川端裕人メルマガ・秘密基地からハッシン!より

川端裕人×荒木健太郎<雲を見る、雲を読む〜究極の「雲愛」対談>第3回

川端裕人のメルマガ『秘密基地からハッシン!』Vol.068より、荒木健太郎さんとの対談「雲を見る、雲を読む〜究極の「雲愛」対談」の第3回を無料公開にてお届けします。

(筆者より)

荒木健太郎さんとの対話を採録します。

荒木さんは、関東雪結晶プロジェクトの主催者としてまずは知りました。かれこれ2年半前だとおもいます。

その時に読んだ「雲の中では何が起こっているのか」は、衝撃的な傑作でした。


『雲の中では何が起こっているのか』(ベレ出版)

「優しい文章で語る」ことをひたすら志向しながら、書かれていること自体は、アバウトに丸め込んで平易にするのではなくて、ちゃんとディテールを大事にした、つまり、背景にある理論に忠実なものだと感じたからです。

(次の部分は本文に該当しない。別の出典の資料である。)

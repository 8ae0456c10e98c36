//! Ranking of learning-related posts by engagement.

use serde::{Deserialize, Serialize};

use crate::{classify::MatchMode, post::Post};

#[derive(Debug, Clone, PartialEq, Eq, Serialize, Deserialize)]
pub struct LearningPost {
    pub id: Option<String>,
    pub title: String,
    pub comments: i64,
    pub upvotes: i64,
}

/// Posts whose lowercased title contains any of `keywords`, most-commented first.
///
/// Ties are broken by upvotes, then by title, both descending. At most
/// `limit` posts are returned.
#[must_use]
pub fn top_learning_posts<'a, I>(posts: I, keywords: &[String], limit: usize) -> Vec<LearningPost>
where
    I: IntoIterator<Item = &'a Post>,
{
    let mut matches = posts
        .into_iter()
        .filter(|post| {
            let title = post.title.to_lowercase();
            keywords
                .iter()
                .any(|k| MatchMode::Substring.contains(&title, k))
        })
        .map(|post| LearningPost {
            id: post.id.clone(),
            title: post.title.clone(),
            comments: post.comments,
            upvotes: post.upvotes,
        })
        .collect::<Vec<_>>();
    matches.sort_by(|a, b| {
        (b.comments, b.upvotes, &b.title).cmp(&(a.comments, a.upvotes, &a.title))
    });
    matches.truncate(limit);
    matches
}

#[cfg(test)]
mod tests {
    use super::*;
    use crate::config::AnalysisConfig;

    fn post(title: &str, comments: i64, upvotes: i64) -> Post {
        Post {
            title: title.to_owned(),
            comments,
            upvotes,
            ..Post::default()
        }
    }

    #[test]
    fn test_filters_and_ranks() {
        let posts = [
            post("TIL: I learned Rust", 5, 1),
            post("Random musings", 100, 100),
            post("A guide to memory", 50, 2),
            post("Figured out caching", 5, 9),
        ];
        let keywords = AnalysisConfig::default().learning_keywords;
        let top = top_learning_posts(&posts, &keywords, 10);
        let titles = top.iter().map(|p| p.title.as_str()).collect::<Vec<_>>();
        assert_eq!(
            titles,
            vec!["A guide to memory", "Figured out caching", "TIL: I learned Rust"]
        );
    }

    #[test]
    fn test_ties_break_on_upvotes_then_title() {
        let posts = [
            post("guide a", 3, 1),
            post("guide b", 3, 1),
            post("guide c", 3, 7),
        ];
        let keywords = AnalysisConfig::default().learning_keywords;
        let top = top_learning_posts(&posts, &keywords, 10);
        let titles = top.iter().map(|p| p.title.as_str()).collect::<Vec<_>>();
        assert_eq!(titles, vec!["guide c", "guide b", "guide a"]);
    }

    #[test]
    fn test_limit() {
        let posts = (0..20)
            .map(|i| post("skill share", i, 0))
            .collect::<Vec<_>>();
        let keywords = AnalysisConfig::default().learning_keywords;
        let top = top_learning_posts(&posts, &keywords, 3);
        assert_eq!(
            top.iter().map(|p| p.comments).collect::<Vec<_>>(),
            vec![19, 18, 17]
        );
    }
}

その後、『天空の約束』のあとがきをお願いして、直接のやりとりが始まり、ナショジオの「研究室に行ってみた。」の取材をさせていただきました。

その間、荒木さんは、「雲を愛する技術」「世界でいちばん素敵な雲の教室」と矢継ぎ早に本を出されて、その内容もどんどん進化していったのです。

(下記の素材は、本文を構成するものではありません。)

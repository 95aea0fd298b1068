use phonebook_crawler::repositories::EntryProvider;
use phonebook_crawler::DirectoryEntry;
use std::sync::{Arc, Mutex};

/// Mock entry provider for testing.
///
/// Returns a configurable list of entries and counts how often it was
/// asked for them, so tests can verify the crawler re-reads on every call.
#[allow(dead_code)]
#[derive(Clone, Default)]
pub struct MockEntryProvider {
    entries: Arc<Mutex<Vec<DirectoryEntry>>>,
    call_count: Arc<Mutex<usize>>,
}

#[allow(dead_code)]
impl MockEntryProvider {
    /// Create a provider returning the given entries.
    pub fn new(entries: Vec<DirectoryEntry>) -> Self {
        Self {
            entries: Arc::new(Mutex::new(entries)),
            call_count: Arc::new(Mutex::new(0)),
        }
    }

    /// Replace the entries returned from now on.
    pub fn set_entries(&self, entries: Vec<DirectoryEntry>) {
        *self.entries.lock().unwrap() = entries;
    }

    /// Get the number of times `entries` was called.
    pub fn get_call_count(&self) -> usize {
        *self.call_count.lock().unwrap()
    }

    /// Reset the call count.
    pub fn reset_call_count(&self) {
        *self.call_count.lock().unwrap() = 0;
    }
}

impl EntryProvider for MockEntryProvider {
    fn entries(&self) -> Vec<DirectoryEntry> {
        *self.call_count.lock().unwrap() += 1;
        self.entries.lock().unwrap().clone()
    }
}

さらに、この対談を連載している最中に、はじめての絵本「せきらんうんのいっしょう」も発売されました! これは、漫画「ブルーサーマル」の小沢かなさんが、絵を担当する話題作です。

そんな状況で話を聞きました。
 
 
荒木健太郎(あらき けんたろう)さん 

雲研究者。気象庁気象研究所予報研究部第三研究室研究官。1984年生まれ。茨城県出身。慶應義塾大学経済学部を経て気象庁気象大学校卒業。地方気象台で予報・観測業務に従事した後、現職に至る。防災・減災を目指して、豪雨・豪雪・竜巻などをもたらす雲の仕組みを研究している。著書に『せきらんうんのいっしょう』(ジャムハウス)、『世界でいちばん素敵な雲の教室』(三才ブックス)、『雲を愛する技術』(光文社新書)、『雲の中では何が起こっているのか』(ベレ出版)など。
ツイッターはこちら→@arakencloud

*本対談では、合同会社「てんコロ.」代表、気象予報士、お天気YouTuberの佐々木恭子さん(@tencorocoro)にご同席いただきました!

(参考記事)
ナショナルジオグラフィック「研究室に行ってみた」川端裕人
(これまでの記事)
川端裕人×荒木健太郎<雲を見る、雲を読む〜究極の「雲愛」対談第1回>
川端裕人×荒木健太郎<雲を見る、雲を読む〜究極の「雲愛」対談第2回>
 
 

「雨」になるか「雪」になるかという予測は本当に難しい

川端 さっきもお話させていただいた僕が書いた『雲の王』(解説は荒木さん)の中で、天気を読める能力を持つ人物が出てくるんですけど。最後の方で、彼らは普通の人とはちょっと目が違っていて、赤外線が見えるんじゃないかと医師が言う場面があるんですね。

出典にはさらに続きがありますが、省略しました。